OK folkes, I'm a new comer to HO coming over from the O gauge operator side of the hobby. I have a few questions. First off I plan on only running MTH HO proto 3 locomotives. I already have the complete MTH DCS system including the AIU. I want to continue using DCS with MTH HO but do I need to supply power to the TIU using DC power not AC power? Also can I use the AIU to operate my switches if DC power is used? I plan on using Atlas code 83 track and switches.
I'd also like your thoughts on the Woodland Scenics Grand Valley layout kit. I discovered this kit while searching the web for track plans. The GV track plan has just about everything I was looking for plus I plan on expanding on it a bit since the GV is for a 4x8 and I have a table top of 5 1/2 x 9. I also plan on getting the GV track pack and the City and Industry package. I'm interested in your thoughts on these Woodland Scenics kits.
Thanks so much and I'm really looking forward to being part of the HO community.


----------



## tjcruiser (Jan 10, 2010)

Welcome onboard, Joe! Your DCS questions are over my head, but I suspect a little "thread bump" on my part will prompt others to chime in.

Good luck!

TJ


----------



## Big Ed (Jun 16, 2009)

Ditto on what tj said.

A little bigger BUMP for the thread.


----------



## DonR (Oct 18, 2012)

Isn't MTH DCS a form of digital control for O gauge
trains?

If so, maybe try a post in that forum here.

Don


----------



## joee1966 (Apr 4, 2013)

Your correct the MTH DCS system was initially designed for O gauge. But when MTH entered the HO market they produced locomotives that would run using their DCS system.
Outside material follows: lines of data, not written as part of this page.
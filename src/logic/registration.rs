//! Registration and bulk resets.

use crate::models::{PlayerId, TournamentError};
use crate::store::StandingsTx;

/// Register a player under `name` (trimmed). Names need not be unique.
pub fn register_player<T: StandingsTx>(tx: &mut T, name: &str) -> Result<PlayerId, TournamentError> {
    let name = name.trim();
    if name.is_empty() {
        return Err(TournamentError::EmptyPlayerName);
    }
    let id = tx.insert_player(name)?;
    log::info!("Registered player {id} ({name})");
    Ok(id)
}

/// Forget all match results: zero every standing and clear bye flags and the match log.
pub fn reset_matches<T: StandingsTx>(tx: &mut T) -> Result<(), TournamentError> {
    tx.delete_matches()?;
    log::info!("Cleared all match results");
    Ok(())
}

/// Remove every player along with their standings and match history.
pub fn reset_players<T: StandingsTx>(tx: &mut T) -> Result<(), TournamentError> {
    tx.delete_players()?;
    log::info!("Removed all players");
    Ok(())
}
//! Pairings for the next round and recorded match outcomes.

use crate::models::player::{PlayerId, BYE_ID};
use chrono::{DateTime, Utc};
use serde::{Deserialize, Serialize};
use uuid::Uuid;

/// Unique identifier for a recorded match.
pub type MatchId = Uuid;

/// The losing side of a reported match.
#[derive(Clone, Copy, Debug, Eq, Hash, PartialEq, Serialize, Deserialize)]
#[serde(rename_all = "snake_case")]
pub enum Opponent {
    Player(PlayerId),
    /// Unopposed win: nobody takes the loss.
    Bye,
}

impl Opponent {
    /// Interpret a wire id, where [`BYE_ID`] means "no opponent".
    pub fn from_id(id: PlayerId) -> Self {
        if id == BYE_ID {
            Opponent::Bye
        } else {
            Opponent::Player(id)
        }
    }
}

/// One matchup of the next round: `(id1, name1, id2, name2)`. Either side may be the bye.
#[derive(Clone, Debug, Eq, PartialEq, Serialize, Deserialize)]
pub struct Pairing {
    pub player_id_1: PlayerId,
    pub name_1: String,
    pub player_id_2: PlayerId,
    pub name_2: String,
}

impl Pairing {
    pub fn has_bye(&self) -> bool {
        self.player_id_1 == BYE_ID || self.player_id_2 == BYE_ID
    }

    /// The real player facing the bye, if this is the bye pairing.
    pub fn bye_recipient(&self) -> Option<PlayerId> {
        if self.player_id_2 == BYE_ID {
            Some(self.player_id_1)
        } else if self.player_id_1 == BYE_ID {
            Some(self.player_id_2)
        } else {
            None
        }
    }
}

/// A reported match, kept in the store's match log.
#[derive(Clone, Debug, Eq, PartialEq, Serialize, Deserialize)]
pub struct MatchRecord {
    pub id: MatchId,
    pub winner_id: PlayerId,
    pub loser: Opponent,
    pub reported_at: DateTime<Utc>,
}

impl MatchRecord {
    pub fn new(winner_id: PlayerId, loser: Opponent) -> Self {
        Self {
            id: Uuid::new_v4(),
            winner_id,
            loser,
            reported_at: Utc::now(),
        }
    }
}
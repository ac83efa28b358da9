//! In-memory standings store.

use crate::models::{MatchRecord, Player, PlayerId, Standing, StandingRow, TournamentError};
use crate::store::{StandingsStore, StandingsTx};
use std::collections::BTreeMap;
use std::sync::{RwLock, RwLockWriteGuard};

#[derive(Clone, Debug, Default)]
struct Tables {
    /// Last id handed out. Ids are never reused, even after deleting all players.
    last_id: PlayerId,
    /// Registration order.
    players: Vec<Player>,
    standings: BTreeMap<PlayerId, Standing>,
    matches: Vec<MatchRecord>,
}

impl Tables {
    fn standing_mut(&mut self, id: PlayerId) -> Result<&mut Standing, TournamentError> {
        self.standings
            .get_mut(&id)
            .ok_or(TournamentError::UnknownPlayer(id))
    }
}

/// Store backed by a lock-guarded set of tables. Transactions hold the write lock.
#[derive(Debug, Default)]
pub struct MemoryStore {
    tables: RwLock<Tables>,
}

impl MemoryStore {
    pub fn new() -> Self {
        Self::default()
    }
}

impl StandingsStore for MemoryStore {
    type Tx<'a> = MemoryTx<'a>;

    fn begin(&self) -> Result<MemoryTx<'_>, TournamentError> {
        // A transaction that panicked never wrote its copy back, so the tables are intact.
        let guard = self.tables.write().unwrap_or_else(|poisoned| {
            log::warn!("Recovering standings store after a panicked transaction");
            self.tables.clear_poison();
            poisoned.into_inner()
        });
        Ok(MemoryTx { guard, work: None })
    }
}

/// Open transaction on a [`MemoryStore`]. Reads go to the locked tables until the first write,
/// which takes a working copy; the copy replaces the tables on commit.
pub struct MemoryTx<'a> {
    guard: RwLockWriteGuard<'a, Tables>,
    work: Option<Tables>,
}

impl MemoryTx<'_> {
    fn tables(&self) -> &Tables {
        self.work.as_ref().unwrap_or(&*self.guard)
    }

    fn tables_mut(&mut self) -> &mut Tables {
        let guard = &self.guard;
        self.work.get_or_insert_with(|| Tables::clone(guard))
    }
}

impl StandingsTx for MemoryTx<'_> {
    fn snapshot(&mut self) -> Result<Vec<StandingRow>, TournamentError> {
        let tables = self.tables();
        let rows = tables
            .players
            .iter()
            .map(|p| StandingRow {
                player: p.clone(),
                standing: tables
                    .standings
                    .get(&p.id)
                    .copied()
                    .unwrap_or_else(|| Standing::new(p.id)),
            })
            .collect();
        Ok(rows)
    }

    fn count_players(&mut self) -> Result<usize, TournamentError> {
        Ok(self.tables().players.len())
    }

    fn insert_player(&mut self, name: &str) -> Result<PlayerId, TournamentError> {
        let tables = self.tables_mut();
        tables.last_id += 1;
        let id = tables.last_id;
        tables.players.push(Player {
            id,
            name: name.to_string(),
        });
        tables.standings.insert(id, Standing::new(id));
        Ok(id)
    }

    fn increment_win(&mut self, id: PlayerId) -> Result<(), TournamentError> {
        self.tables_mut().standing_mut(id)?.add_win();
        Ok(())
    }

    fn increment_loss(&mut self, id: PlayerId) -> Result<(), TournamentError> {
        self.tables_mut().standing_mut(id)?.add_loss();
        Ok(())
    }

    fn toggle_bye(&mut self, id: PlayerId) -> Result<(), TournamentError> {
        let s = self.tables_mut().standing_mut(id)?;
        s.used_bye = !s.used_bye;
        Ok(())
    }

    fn append_match(&mut self, record: MatchRecord) -> Result<(), TournamentError> {
        self.tables_mut().matches.push(record);
        Ok(())
    }

    fn matches(&mut self) -> Result<Vec<MatchRecord>, TournamentError> {
        Ok(self.tables().matches.clone())
    }

    fn delete_matches(&mut self) -> Result<(), TournamentError> {
        let tables = self.tables_mut();
        tables.matches.clear();
        for s in tables.standings.values_mut() {
            s.reset();
        }
        Ok(())
    }

    fn delete_players(&mut self) -> Result<(), TournamentError> {
        let tables = self.tables_mut();
        tables.players.clear();
        tables.standings.clear();
        tables.matches.clear();
        Ok(())
    }

    fn commit(mut self) -> Result<(), TournamentError> {
        if let Some(work) = self.work.take() {
            *self.guard = work;
        }
        Ok(())
    }
}

#[cfg(test)]
mod tests {
    use super::*;
    use crate::store::with_transaction;
    use std::panic::{self, AssertUnwindSafe};

    #[test]
    fn dropped_transaction_leaves_store_untouched() {
        let store = MemoryStore::new();
        {
            let mut tx = store.begin().unwrap();
            tx.insert_player("Ada").unwrap();
        }
        let mut tx = store.begin().unwrap();
        assert_eq!(tx.count_players().unwrap(), 0);
    }

    #[test]
    fn ids_are_not_reused_after_delete() {
        let store = MemoryStore::new();
        let mut tx = store.begin().unwrap();
        assert_eq!(tx.insert_player("Ada").unwrap(), 1);
        tx.delete_players().unwrap();
        assert_eq!(tx.insert_player("Bob").unwrap(), 2);
        tx.commit().unwrap();
    }

    #[test]
    fn panicked_transaction_keeps_store_usable() {
        let store = MemoryStore::new();
        with_transaction(&store, |tx| tx.insert_player("Ada")).unwrap();

        let result = panic::catch_unwind(AssertUnwindSafe(|| {
            with_transaction(&store, |tx| -> Result<(), TournamentError> {
                tx.insert_player("Bob")?;
                panic!("transaction body failed");
            })
        }));
        assert!(result.is_err());

        let mut tx = store.begin().unwrap();
        let names: Vec<_> = tx
            .snapshot()
            .unwrap()
            .into_iter()
            .map(|r| r.player.name)
            .collect();
        assert_eq!(names, vec!["Ada".to_string()]);
        assert_eq!(tx.insert_player("Cy").unwrap(), 2);
    }

    #[test]
    fn reads_do_not_take_a_working_copy() {
        let store = MemoryStore::new();
        with_transaction(&store, |tx| tx.insert_player("Ada")).unwrap();

        let mut tx = store.begin().unwrap();
        assert_eq!(tx.count_players().unwrap(), 1);
        assert_eq!(tx.snapshot().unwrap().len(), 1);
        assert!(tx.matches().unwrap().is_empty());
        assert!(tx.work.is_none());

        tx.increment_win(1).unwrap();
        assert!(tx.work.is_some());
        assert_eq!(tx.snapshot().unwrap()[0].standing.wins, 1);
    }

    #[test]
    fn counter_updates_on_unknown_player_fail() {
        let store = MemoryStore::new();
        let mut tx = store.begin().unwrap();
        assert_eq!(tx.increment_win(7), Err(TournamentError::UnknownPlayer(7)));
        assert_eq!(tx.toggle_bye(7), Err(TournamentError::UnknownPlayer(7)));
    }
}
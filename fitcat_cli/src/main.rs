use clap::{Parser, Subcommand};
use fitcat_core::*;
use std::path::PathBuf;

#[derive(Parser)]
#[command(name = "fitcat")]
#[command(about = "Exercise and food reference catalog maintenance", long_about = None)]
struct Cli {
    #[command(subcommand)]
    command: Option<Commands>,

    /// Override data directory
    #[arg(long, global = true)]
    data_dir: Option<PathBuf>,

    /// Override the directory holding exercises.csv / foods.csv
    #[arg(long, global = true)]
    resources: Option<PathBuf>,

    /// Read configuration from this file instead of the default location
    #[arg(long, global = true)]
    config: Option<PathBuf>,

    /// More log output on stderr (-v info, -vv debug, -vvv trace)
    #[arg(short, long, action = clap::ArgAction::Count, global = true)]
    verbose: u8,
}

#[derive(Subcommand)]
enum Commands {
    /// Seed an empty store from the resources, then normalize
    Seed {
        /// Print the seed report as JSON
        #[arg(long)]
        json: bool,
    },

    /// Replace all exercises from the exercise resource (foods are kept)
    ReseedExercises,

    /// Run the normalization passes over stored data
    Normalize,

    /// Delete every exercise
    ClearExercises,

    /// Delete every food
    ClearFoods,

    /// Show store location and record counts (default)
    Status {
        /// Print as JSON
        #[arg(long)]
        json: bool,
    },

    /// Resolve exercise names (English or local) to ids
    Resolve {
        #[arg(required = true)]
        names: Vec<String>,
    },
}

fn main() {
    if let Err(e) = run() {
        eprintln!("Error: {}", e);
        std::process::exit(1);
    }
}

fn run() -> Result<()> {
    let cli = Cli::parse();

    fitcat_core::logging::init_with_level(fitcat_core::logging::level_for_verbosity(cli.verbose));

    let mut config = match &cli.config {
        Some(path) => Config::load_from(path)?,
        None => Config::load()?,
    };
    if let Some(data_dir) = cli.data_dir {
        config.data.data_dir = data_dir;
    }
    if let Some(dir) = cli.resources {
        config.resources.dir = Some(dir);
    }

    tracing::debug!("Using store at {:?}", config.store_path());
    let mut store = StoreContext::open(JsonFileBackend::new(config.store_path()))?;

    match cli.command {
        Some(Commands::Seed { json }) => cmd_seed(&config, &mut store, json),
        Some(Commands::ReseedExercises) => cmd_reseed_exercises(&config, &mut store),
        Some(Commands::Normalize) => cmd_normalize(&mut store),
        Some(Commands::ClearExercises) => {
            let removed = clear_exercises_only(&mut store)?;
            println!("✓ Removed {} exercises", removed);
            Ok(())
        }
        Some(Commands::ClearFoods) => {
            let removed = clear_foods_only(&mut store)?;
            println!("✓ Removed {} foods", removed);
            Ok(())
        }
        Some(Commands::Status { json }) => cmd_status(&config, &store, json),
        Some(Commands::Resolve { names }) => cmd_resolve(&store, &names),
        None => cmd_status(&config, &store, false),
    }
}

type FileStore = StoreContext<JsonFileBackend>;

fn seeder(config: &Config) -> Seeder {
    Seeder::new(config.resources()).with_options(config.seed_options())
}

fn cmd_seed(config: &Config, store: &mut FileStore, json: bool) -> Result<()> {
    let report = seeder(config).run(store)?;

    if json {
        println!("{}", serde_json::to_string_pretty(&report)?);
        return Ok(());
    }

    if !report.seeded {
        println!("Store already populated - seeding skipped.");
    }
    display_report(&report);
    Ok(())
}

fn cmd_reseed_exercises(config: &Config, store: &mut FileStore) -> Result<()> {
    let report = seeder(config).reseed_exercises(store)?;
    display_report(&report);
    Ok(())
}

fn cmd_normalize(store: &mut FileStore) -> Result<()> {
    let report = normalize_all(store)?;
    display_normalization(&report);
    Ok(())
}

fn cmd_status(config: &Config, store: &FileStore, json: bool) -> Result<()> {
    let counts = counts(store)?;

    if json {
        let status = serde_json::json!({
            "store": config.store_path(),
            "resources": config.resource_dir(),
            "revision": store.revision(),
            "updated_at": store.updated_at(),
            "exercises": counts.exercises,
            "foods": counts.foods,
        });
        println!("{}", serde_json::to_string_pretty(&status)?);
        return Ok(());
    }

    println!("Store:     {}", config.store_path().display());
    println!("Resources: {}", config.resource_dir().display());
    println!("Revision:  {}", store.revision());
    if let Some(updated_at) = store.updated_at() {
        println!("Updated:   {}", updated_at.to_rfc3339());
    }
    println!("Exercises: {}", counts.exercises);
    println!("Foods:     {}", counts.foods);
    Ok(())
}

fn cmd_resolve(store: &FileStore, names: &[String]) -> Result<()> {
    let mut resolver = ExerciseResolver::new();
    for name in names {
        match resolver.resolve_id(name, store) {
            Some(id) => println!("{}\t{}", name, id),
            None => println!("{}\t(not found)", name),
        }
    }
    tracing::debug!(
        "Resolved {} names with {} store queries ({} distinct)",
        names.len(),
        resolver.store_queries(),
        resolver.cached()
    );
    Ok(())
}

fn display_report(report: &SeedReport) {
    for outcome in [&report.exercises, &report.foods].into_iter().flatten() {
        match &outcome.fallback_reason {
            Some(reason) => {
                println!(
                    "✓ {}: {} built-in records (fallback: {})",
                    outcome.kind, outcome.inserted, reason
                );
            }
            None => {
                println!(
                    "✓ {}: {} inserted from {} rows",
                    outcome.kind, outcome.inserted, outcome.rows
                );
                if outcome.rejected > 0 || outcome.duplicates > 0 {
                    println!(
                        "  {} rejected, {} duplicates skipped",
                        outcome.rejected, outcome.duplicates
                    );
                }
            }
        }
    }

    if let Some(normalization) = &report.normalization {
        display_normalization(normalization);
    }
}

fn display_normalization(report: &NormalizationReport) {
    println!(
        "✓ Normalized: {} exercises recategorized, {} food names filled, {} foods recategorized",
        report.exercises_recategorized, report.foods.names_filled, report.foods.recategorized
    );
    if report.foods.still_other > 0 {
        println!("  {} foods remain uncategorized", report.foods.still_other);
    }
}
impl Seeder {
    pub fn new(resources: Resources) -> Self {
        Self {
            resources,
            options: SeedOptions::default(),
        }
    }

    pub fn with_options(mut self, options: SeedOptions) -> Self {
        self.options = options;
        self
    }

    pub fn resources(&self) -> &Resources {
        &self.resources
    }

    /// Seed the store if it has no exercises, then normalize.
    ///
    /// A non-empty store is never seeded again; it is only normalized (when
    /// `normalize_existing` is set). Emptiness is checked again at commit
    /// time, so a store seeded by another process in the meantime is skipped
    /// the same way. A commit failure is returned as `Database` after a
    /// best-effort commit of the fallback catalog.
    pub fn run<S: Store>(&self, store: &mut S) -> Result<SeedReport> {
        let report = SeedReport::new();

        if !is_empty(store)? {
            tracing::info!("Store already has exercises, skipping seeding");
            return self.skip(store, report);
        }
        self.seed_empty(store, report)
    }

    fn seed_empty<S: Store>(&self, store: &mut S, mut report: SeedReport) -> Result<SeedReport> {

        tracing::info!("Seeding empty store from {:?}", self.resources);
        report.enter(SeedPhase::Loading);
        let exercise_text = load_resource(&self.resources.exercises);
        let food_text = load_resource(&self.resources.foods);

        if exercise_text.is_ok() || food_text.is_ok() {
            report.enter(SeedPhase::Parsing);
        }
        let skip = self.options.skip_duplicate_names;
        let exercises =
            Loaded::from_result(exercise_text.and_then(|t| parse_exercises(&t, skip)))?;
        let foods = Loaded::from_result(food_text.and_then(|t| parse_foods(&t, skip)))?;

        let any_parsed =
            matches!(exercises, Loaded::Parsed(_)) || matches!(foods, Loaded::Parsed(_));
        let any_failed =
            matches!(exercises, Loaded::Failed(_)) || matches!(foods, Loaded::Failed(_));
        if any_failed {
            report.enter(SeedPhase::FallenBack);
        }
        if any_parsed {
            report.enter(SeedPhase::Inserting);
        }

        store.require_empty::<Exercise>();
        let mut exercise_outcome = queue_exercises(store, exercises);
        let mut food_outcome = queue_foods(store, foods);

        if let Err(e) = store.save() {
            store.rollback();
            if let Error::Conflict(detail) = &e {
                tracing::info!("Store was seeded elsewhere ({}), skipping seeding", detail);
                store.refresh()?;
                return self.skip(store, report);
            }
            tracing::error!("Seeding commit failed: {}", e);
            self.commit_full_fallback(store, &mut exercise_outcome, &mut food_outcome);
            return Err(e.into_database());
        }

        tracing::info!(
            "Seeded {} exercises and {} foods",
            exercise_outcome.inserted,
            food_outcome.inserted
        );
        report.seeded = true;
        report.exercises = Some(exercise_outcome);
        report.foods = Some(food_outcome);

        report.enter(SeedPhase::Normalizing);
        report.normalization = Some(normalize_all(store)?);
        Ok(self.finish(report))
    }

    /// Replace every exercise with the contents of the exercise resource,
    /// in a single commit. Foods are not touched.
    pub fn reseed_exercises<S: Store>(&self, store: &mut S) -> Result<SeedReport> {
        let mut report = SeedReport::new();

        report.enter(SeedPhase::Loading);
        let parsed = load_resource(&self.resources.exercises).and_then(|text| {
            report.enter(SeedPhase::Parsing);
            parse_exercises(&text, self.options.skip_duplicate_names)
        });
        let loaded = Loaded::from_result(parsed)?;
        report.enter(match loaded {
            Loaded::Parsed(_) => SeedPhase::Inserting,
            Loaded::Failed(_) => SeedPhase::FallenBack,
        });

        let removed = queue_delete_all::<Exercise, S>(store)?;
        let outcome = queue_exercises(store, loaded);
        if let Err(e) = store.save() {
            store.rollback();
            return Err(e);
        }
        tracing::info!(
            "Reseeded exercises: removed {}, inserted {}",
            removed,
            outcome.inserted
        );
        report.seeded = true;
        report.exercises = Some(outcome);

        report.enter(SeedPhase::Normalizing);
        report.normalization = Some(normalize_all(store)?);
        Ok(self.finish(report))
    }

    /// Leave the store as it is, normalizing it if configured to.
    fn skip<S: Store>(&self, store: &mut S, mut report: SeedReport) -> Result<SeedReport> {
        if self.options.normalize_existing {
            report.enter(SeedPhase::Normalizing);
            report.normalization = Some(normalize_all(store)?);
        }
        Ok(self.finish(report))
    }

    /// After a failed commit: try once to leave the store with the built-in catalog.
    fn commit_full_fallback<S: Store>(
        &self,
        store: &mut S,
        exercises: &mut ResourceOutcome,
        foods: &mut ResourceOutcome,
    ) {
        store.require_empty::<Exercise>();
        let failed = Loaded::Failed(Error::Database("commit failed".into()));
        *exercises = queue_exercises(store, failed);
        let failed = Loaded::Failed(Error::Database("commit failed".into()));
        *foods = queue_foods(store, failed);
        match store.save() {
            Ok(()) => tracing::warn!("Committed fallback catalog after failed seeding commit"),
            Err(e) => {
                tracing::error!("Fallback commit also failed: {}", e);
                store.rollback();
                exercises.inserted = 0;
                foods.inserted = 0;
            }
        }
    }

    fn finish(&self, mut report: SeedReport) -> SeedReport {
        report.enter(SeedPhase::Done);
        report.finished_at = Some(Utc::now());
        report
    }
}
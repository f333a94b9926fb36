//! Name -> identifier lookup for exercises, with a per-run cache.
//!
//! A resolver is meant to live for one seeding or normalization run and then be
//! dropped. Each instance owns its cache; nothing is shared between instances,
//! so a new run never sees answers from an older one.
//!
//! Matching is case-sensitive and exact: the English name is checked first,
//! then the local name.

use crate::store::Store;
use crate::Exercise;
use std::collections::HashMap;
use uuid::Uuid;

#[derive(Debug, Default)]
pub struct ExerciseResolver {
    cache: HashMap<String, Option<Uuid>>,
    store_queries: usize,
}

impl ExerciseResolver {
    pub fn new() -> Self {
        Self::default()
    }

    /// Resolve a display name (English or local) to an exercise id.
    ///
    /// Both hits and misses are cached for the life of this resolver. A store
    /// error is logged and reported as a miss, but not cached.
    pub fn resolve_id<S: Store>(&mut self, name: &str, store: &S) -> Option<Uuid> {
        if let Some(cached) = self.cache.get(name) {
            return *cached;
        }

        self.store_queries += 1;
        match lookup(name, store) {
            Ok(found) => {
                if found.is_none() {
                    tracing::debug!("No exercise named '{}'", name);
                }
                self.cache.insert(name.to_string(), found);
                found
            }
            Err(e) => {
                tracing::warn!("Exercise lookup for '{}' failed: {}", name, e);
                None
            }
        }
    }

    /// Resolve many names, returning only the ids that were found.
    ///
    /// Results follow the input order, minus misses. Duplicates are kept.
    pub fn resolve_ids<S: Store, N: AsRef<str>>(&mut self, names: &[N], store: &S) -> Vec<Uuid> {
        names
            .iter()
            .filter_map(|name| self.resolve_id(name.as_ref(), store))
            .collect()
    }

    /// Number of names held in the cache.
    pub fn cached(&self) -> usize {
        self.cache.len()
    }

    /// Number of times the store has been queried.
    pub fn store_queries(&self) -> usize {
        self.store_queries
    }
}

fn lookup<S: Store>(name: &str, store: &S) -> crate::Result<Option<Uuid>> {
    let by_english = store.fetch::<Exercise>(|e| e.name_en == name)?;
    if let Some(e) = by_english.first() {
        return Ok(Some(e.id));
    }
    let by_local = store.fetch::<Exercise>(|e| e.name_local == name)?;
    Ok(by_local.first().map(|e| e.id))
}
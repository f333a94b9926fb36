//! Idempotent repair passes over already-persisted catalog data.
//!
//! Each pass fetches the records it may touch, rewrites them, and commits once.
//! A second run with no intervening writes finds nothing to change. Passes
//! work per record, so two racing runs converge on the same result.

use crate::store::Store;
use crate::taxonomy::{classify_food_name, ExerciseCategory, FoodCategory};
use crate::{Exercise, Food, Result};
use serde::Serialize;

/// Outcome of [`backfill_foods`]
#[derive(Clone, Debug, Default, PartialEq, Eq, Serialize)]
pub struct FoodBackfill {
    /// Foods whose blank local name was filled from the English name
    pub names_filled: usize,
    /// Foods moved out of `other` by the name heuristic
    pub recategorized: usize,
    /// Foods still in `other` after the heuristic
    pub still_other: usize,
    /// Foods rewritten (one food can count in both buckets above)
    pub written: usize,
}

/// Outcome of [`normalize_all`]
#[derive(Clone, Debug, Default, PartialEq, Eq, Serialize)]
pub struct NormalizationReport {
    pub exercises_recategorized: usize,
    pub foods: FoodBackfill,
}

/// Rewrite every exercise still categorized `other` to the default concrete
/// category. Returns how many were rewritten.
pub fn backfill_exercise_categories<S: Store>(store: &mut S) -> Result<usize> {
    let stale = store.fetch::<Exercise>(|e| e.category == ExerciseCategory::Other)?;
    if stale.is_empty() {
        tracing::debug!("Exercise category backfill: nothing to do");
        return Ok(0);
    }

    let count = stale.len();
    for mut exercise in stale {
        tracing::debug!(
            "Exercise '{}': {} -> {}",
            exercise.name_en,
            exercise.category,
            ExerciseCategory::DEFAULT_CONCRETE
        );
        exercise.category = ExerciseCategory::DEFAULT_CONCRETE;
        store.update(exercise);
    }

    if let Err(e) = store.save() {
        store.rollback();
        return Err(e);
    }
    tracing::info!(
        "Exercise category backfill: {} exercises moved to {}",
        count,
        ExerciseCategory::DEFAULT_CONCRETE
    );
    Ok(count)
}

/// Fill blank local food names from the English name, and try to move foods
/// out of the `other` category using the name heuristic.
pub fn backfill_foods<S: Store>(store: &mut S) -> Result<FoodBackfill> {
    let candidates = store.fetch::<Food>(|f| {
        needs_local_name(f) || f.category == FoodCategory::Other
    })?;

    let mut report = FoodBackfill::default();

    for mut food in candidates {
        let mut changed = false;

        if needs_local_name(&food) {
            food.name_local = food.name_en.clone();
            report.names_filled += 1;
            changed = true;
        }

        if food.category == FoodCategory::Other {
            match classify_food_name([food.name_en.as_str(), food.name_local.as_str()]) {
                Some(category) => {
                    tracing::debug!("Food '{}': other -> {}", food.name_en, category);
                    food.category = category;
                    report.recategorized += 1;
                    changed = true;
                }
                None => report.still_other += 1,
            }
        }

        if changed {
            store.update(food);
            report.written += 1;
        }
    }

    if report.written > 0 {
        if let Err(e) = store.save() {
            store.rollback();
            return Err(e);
        }
        tracing::info!(
            "Food backfill: {} names filled, {} recategorized, {} left as other",
            report.names_filled,
            report.recategorized,
            report.still_other
        );
    } else {
        tracing::debug!("Food backfill: nothing to do");
    }
    Ok(report)
}

/// Blank local name that can be repaired from a non-blank English name.
fn needs_local_name(food: &Food) -> bool {
    food.name_local.trim().is_empty() && !food.name_en.trim().is_empty()
}

/// Run both passes.
pub fn normalize_all<S: Store>(store: &mut S) -> Result<NormalizationReport> {
    Ok(NormalizationReport {
        exercises_recategorized: backfill_exercise_categories(store)?,
        foods: backfill_foods(store)?,
    })
}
At first Proto 3 was exclusive to HO. That has changed as MTH now offers O gauge locomotives with Proto 3. I just wanted to make sure I was correct in thinking that I need to provide DC power thru the TIU. If so, can anyone recommend a good DC transformer?
Thanks


----------



## DonR (Oct 18, 2012)

Maybe GunrunnerJohn is hanging out in the O gauge Forum.

Bet he'd have all of the answers to your questions on
that controller system...thot he'd be on this by now.

Don


----------